Introduction: Primary neuroepithelial brain tumors encompass a wide variety of glial and glioneuronal neoplasms. Malignant tumors, tumors located in surgically inaccessible locations (e.g., eloquent brain areas, deep structures, brain stem) and recurrent or progressive tumors pose considerable treatment challenges and are candidates for novel therapeutics based on molecular insights. Small kinase inhibitors of v-RAF murine sarcoma viral oncogene homologue B1 (BRAF) have shown considerable antineoplastic activity in some tumor types harboring activating BRAF-V600 mutations (e.g., melanoma) and promising data are emerging on BRAF inhibitor therapy of mutation-bearing primary brain tumors.
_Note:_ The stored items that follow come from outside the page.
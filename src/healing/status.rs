//! Aggregate service health board
//!
//! Tracks named sub-services and derives an overall health state:
//! HEALTHY when none are unhealthy, CRITICAL when all are, DEGRADED
//! otherwise. Also exposes process uptime and the last transition of
//! any service into unhealthy.

use crate::types::{OverallHealth, SourceHealth, SystemHealth};
use chrono::{DateTime, Utc};
use std::collections::HashMap;
use std::sync::Mutex;
use std::time::Instant;

/// Status of one tracked sub-service
#[derive(Debug, Clone)]
struct ServiceStatus {
    healthy: bool,
    last_check: DateTime<Utc>,
}

/// Shared health board for named sub-services
pub struct ServiceBoard {
    started: Instant,
    inner: Mutex<BoardInner>,
}

struct BoardInner {
    /// Insertion-ordered service names for stable reporting
    order: Vec<String>,
    services: HashMap<String, ServiceStatus>,
    last_incident: Option<DateTime<Utc>>,
}

impl ServiceBoard {
    /// Create an empty board; uptime starts now
    pub fn new() -> Self {
        Self {
            started: Instant::now(),
            inner: Mutex::new(BoardInner {
                order: Vec::new(),
                services: HashMap::new(),
                last_incident: None,
            }),
        }
    }

    /// Record the latest health observation for a service
    ///
    /// A transition into unhealthy stamps the incident clock.
    pub fn set_status(&self, name: &str, healthy: bool) {
        let mut inner = self.inner.lock().unwrap();
        if !inner.services.contains_key(name) {
            inner.order.push(name.to_string());
        }
        if !healthy {
            inner.last_incident = Some(Utc::now());
        }
        inner.services.insert(
            name.to_string(),
            ServiceStatus {
                healthy,
                last_check: Utc::now(),
            },
        );
    }

    /// Milliseconds since the board was created
    pub fn uptime_ms(&self) -> u64 {
        self.started.elapsed().as_millis() as u64
    }

    /// Last transition of any tracked service into unhealthy
    pub fn last_incident_at(&self) -> Option<DateTime<Utc>> {
        self.inner.lock().unwrap().last_incident
    }

    /// Whether a tracked service is currently healthy
    pub fn is_healthy(&self, name: &str) -> Option<bool> {
        self.inner
            .lock()
            .unwrap()
            .services
            .get(name)
            .map(|s| s.healthy)
    }

    /// Aggregate health over all tracked services
    pub fn system_status(&self) -> SystemHealth {
        let inner = self.inner.lock().unwrap();

        let per_source: Vec<SourceHealth> = inner
            .order
            .iter()
            .filter_map(|name| {
                inner.services.get(name).map(|status| SourceHealth {
                    name: name.clone(),
                    healthy: status.healthy,
                })
            })
            .collect();

        SystemHealth {
            overall: overall_of(&per_source),
            per_source,
            uptime_ms: self.uptime_ms(),
            last_incident_at: inner.last_incident,
        }
    }
}

impl Default for ServiceBoard {
    fn default() -> Self {
        Self::new()
    }
}

/// Derive the overall state from per-service health
pub fn overall_of(per_source: &[SourceHealth]) -> OverallHealth {
    let unhealthy = per_source.iter().filter(|s| !s.healthy).count();
    if unhealthy == 0 {
        OverallHealth::Healthy
    } else if unhealthy == per_source.len() {
        OverallHealth::Critical
    } else {
        OverallHealth::Degraded
    }
}
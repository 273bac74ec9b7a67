use anyhow::{Context, Result};
use serde::{Deserialize, Serialize};
use std::fs;
use std::path::{Path, PathBuf};

#[derive(Debug, Clone, Default, Serialize, Deserialize)]
pub struct Config {
    #[serde(default)]
    pub healing: HealingConfig,
    #[serde(default)]
    pub ledger: LedgerConfig,
    #[serde(default)]
    pub search: SearchConfig,
}

/// Delay table for the seeded recovery strategies
#[derive(Debug, Clone, Serialize, Deserialize)]
pub struct HealingConfig {
    pub connection_reset_delay_ms: u64,
    pub timeout_delay_ms: u64,
    pub unavailable_delay_ms: u64,
    pub rate_limit_delay_ms: u64,
}

impl Default for HealingConfig {
    fn default() -> Self {
        Self {
            connection_reset_delay_ms: 1000,
            timeout_delay_ms: 500,
            unavailable_delay_ms: 2000,
            rate_limit_delay_ms: 1500,
        }
    }
}

#[derive(Debug, Clone, Serialize, Deserialize)]
pub struct LedgerConfig {
    /// Maximum retained failures before oldest entries are evicted
    pub capacity: usize,
    /// Default number of entries returned by history queries
    pub history_limit: usize,
}

impl Default for LedgerConfig {
    fn default() -> Self {
        Self {
            capacity: 5000,
            history_limit: 50,
        }
    }
}

#[derive(Debug, Clone, Serialize, Deserialize)]
pub struct SearchConfig {
    /// Default number of fused results returned by a search
    pub default_limit: usize,
}

impl Default for SearchConfig {
    fn default() -> Self {
        Self { default_limit: 20 }
    }
}

impl Config {
    /// Load configuration from the default path, creating it if missing
    pub fn load() -> Result<Self> {
        let config_path = Self::config_path()?;

        if !config_path.exists() {
            // Create default config
            let config = Config::default();
            config.save()?;
            return Ok(config);
        }

        Self::load_from(&config_path)
    }

    /// Load configuration from an explicit path
    pub fn load_from(path: &Path) -> Result<Self> {
        let contents = fs::read_to_string(path)
            .context("Failed to read config file")?;

        let config: Config = toml::from_str(&contents)
            .context("Failed to parse config file")?;

        Ok(config)
    }

    /// Save configuration to the default path
    pub fn save(&self) -> Result<()> {
        let config_path = Self::config_path()?;
        self.save_to(&config_path)
    }

    /// Save configuration to an explicit path
    pub fn save_to(&self, path: &Path) -> Result<()> {
        // Ensure parent directory exists
        if let Some(parent) = path.parent() {
            fs::create_dir_all(parent)
                .context("Failed to create config directory")?;
        }

        let toml_string = toml::to_string_pretty(self)
            .context("Failed to serialize config")?;

        fs::write(path, toml_string)
            .context("Failed to write config file")?;

        Ok(())
    }

    /// Get the configuration file path
    pub fn config_path() -> Result<PathBuf> {
        let home = dirs::home_dir()
            .context("Could not determine home directory")?;

        Ok(home.join(".config").join("sourcemesh").join("config.toml"))
    }
}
Areas covered: This review summarizes the available data on BRAF-V600 point mutations and the antineoplastic activity and toxicity profiles of BRAF inhibitors in neuroepithelial brain tumors including diffuse gliomas (glioblastomas, astrocytomas, oligodendrogliomas), pilocytic astrocytomas, pleomorphic xanthoastrocytomas and gangliogliomas.
Expert opinion: Activating BRAF-V600 mutations are recurrently found in several glial and glioneuronal brain tumors and the available data indicate that BRAF inhibitors are active and well-tolerated in such tumors. Thus, BRAF inhibitors represent a novel and promising therapeutic opportunity that may alter the disease course of molecularly selected CNS neoplasms in a clinically meaningful way. However, so far the evidence is anecdotal and prospective clinical studies should be conducted.
Keywords: BRAF; brain tumors; glioma; inhibition.